Why interest rates might rise further
According to Howell, long-term interest rates are fundamentally anchored by Nominal Gross Domestic Product (GDP) growth (how fast the economy is growing, including inflation).
- The U.S. economy is currently expanding at a nominal pace of about 7 per cent.
- However, the benchmark 10-year U.S. Treasury bond is currently paying a yield of only about 4.5 per cent.
This 4.5 per cent rate is artificially low. The U.S. Treasury achieved this by intentionally flooding the market with short-term bills while holding back on issuing long-term bonds, creating an artificial scarcity of long-term debt. However, because the sheer volume of total debt is so massive, this strategy is losing its effectiveness.

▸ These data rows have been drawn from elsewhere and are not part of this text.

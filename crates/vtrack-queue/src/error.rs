//! Queue error types.

use thiserror::Error;

pub type QueueResult<T> = Result<T, QueueError>;

#[derive(Debug, Error)]
pub enum QueueError {
    #[error("Connection failed: {0}")]
    ConnectionFailed(String),

    #[error("Publish failed: {0}")]
    PublishFailed(String),

    #[error("Redis error: {0}")]
    Redis(#[from] redis::RedisError),

    #[error("JSON error: {0}")]
    Json(#[from] serde_json::Error),
}

impl QueueError {
    pub fn connection_failed(msg: impl Into<String>) -> Self {
        Self::ConnectionFailed(msg.into())
    }

    pub fn publish_failed(msg: impl Into<String>) -> Self {
        Self::PublishFailed(msg.into())
    }

    /// Serialization failures repeat on every attempt; Redis trouble may not.
    pub fn is_retryable(&self) -> bool {
        !matches!(self, QueueError::Json(_))
    }
}
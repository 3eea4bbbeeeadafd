//! Firestore integration tests.

use chrono::Utc;

use vtrack_firestore::{FirestoreClient, MergeResult, SeedResult, TrackedVideoRepository};
use vtrack_models::{ProgressUpdate, StorageLocation, TrackedVideo, VideoId, VideoStatus};

async fn repository() -> TrackedVideoRepository {
    dotenvy::dotenv().ok();
    let client = FirestoreClient::from_env()
        .await
        .expect("Failed to create Firestore client");
    TrackedVideoRepository::new(client, "tracked_videos_integration")
}

fn seed(id: &VideoId) -> TrackedVideo {
    TrackedVideo::seed(
        id.clone(),
        StorageLocation::new("videos", "integration.mp4"),
        None,
        Some("test_user_integration".to_string()),
        Utc::now(),
    )
}

/// Seed, merge to a terminal status, then check redelivery handling.
#[tokio::test]
#[ignore = "requires Firestore credentials"]
async fn test_seed_and_merge_lifecycle() {
    let repo = repository().await;
    let id = VideoId::new();

    let seeded = repo.seed(&seed(&id)).await.expect("Failed to seed");
    assert!(matches!(seeded, SeedResult::Created { .. }));

    let update = ProgressUpdate::parse(&format!(
        r#"{{"video_id":"{}","status":"COMPLETED","progress":100}}"#,
        id
    ))
    .unwrap();
    let merged = repo.merge_progress(&update, Utc::now()).await.expect("Failed to merge");
    let MergeResult::Merged { video, effect } = merged else {
        panic!("video {} not found after seeding", id);
    };
    assert!(effect.entered_terminal());
    assert!(video.notification_pending);

    repo.clear_notification_pending(&id).await.expect("Failed to clear flag");
    let stored = repo.get(&id).await.unwrap().unwrap();
    assert_eq!(stored.status, VideoStatus::Completed);
    assert!(!stored.notification_pending);

    let again = repo.seed(&seed(&id)).await.expect("Failed to reseed");
    assert!(matches!(again, SeedResult::AlreadyProgressed(_)));
}

/// A revert only applies while the record still carries the seeded version.
#[tokio::test]
#[ignore = "requires Firestore credentials"]
async fn test_revert_is_guarded_by_version() {
    let repo = repository().await;
    let id = VideoId::new();

    let SeedResult::Created { version } = repo.seed(&seed(&id)).await.unwrap() else {
        panic!("expected a fresh seed");
    };

    let update = ProgressUpdate::parse(&format!(r#"{{"video_id":"{}","progress":5}}"#, id)).unwrap();
    repo.merge_progress(&update, Utc::now()).await.unwrap();

    assert!(!repo.revert_seed(&id, None, &version).await.unwrap());
    assert!(repo.get(&id).await.unwrap().is_some());
}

Howell posits that a 10-year bond yield closer to six per cent is far more realistic based on actual economic growth.
If long bond rates hit six per cent, you can probably say goodbye to the artificial intelligence (AI) bubble in the stock market.
What this means for investors
As U.S. economic growth remains hot, government interventions fade, and cash reserves shrink, Howell expects U.S. Treasury yields to head towards the 5.5 per cent–6.0 per cent range.
While this may not completely break the economy, it has major implications for your portfolio:
- Capped returns: Higher guaranteed returns on government bonds mean investors will demand lower prices for riskier assets, such as stocks. If Howell is right, this places a firm ceiling on stock market gains from here.
- More rate hikes: The bond market is already pricing in two additional 0.25 per cent interest rate hikes by the Federal Reserve over the next 12 months. Some analysts are pointing out the equity market has taken those expectations in its stride. Others suggest the market’s reaction isn’t concluded.
- Watch the warning signs: The gap is widening between the 2-year government bond yield and Secured Overnight Financing Rate (SOFR) (the interest rate banks charge each other for overnight loans backed by Treasuries). Historically, when this gap widens, a severe market cash shortage follows within six months.
New Federal Reserve Chair Kevin Warsh may have to raise interest rates aggressively early on to keep the bond market from spiralling out of control. That would mean investors should brace for higher interest rates and more volatile markets.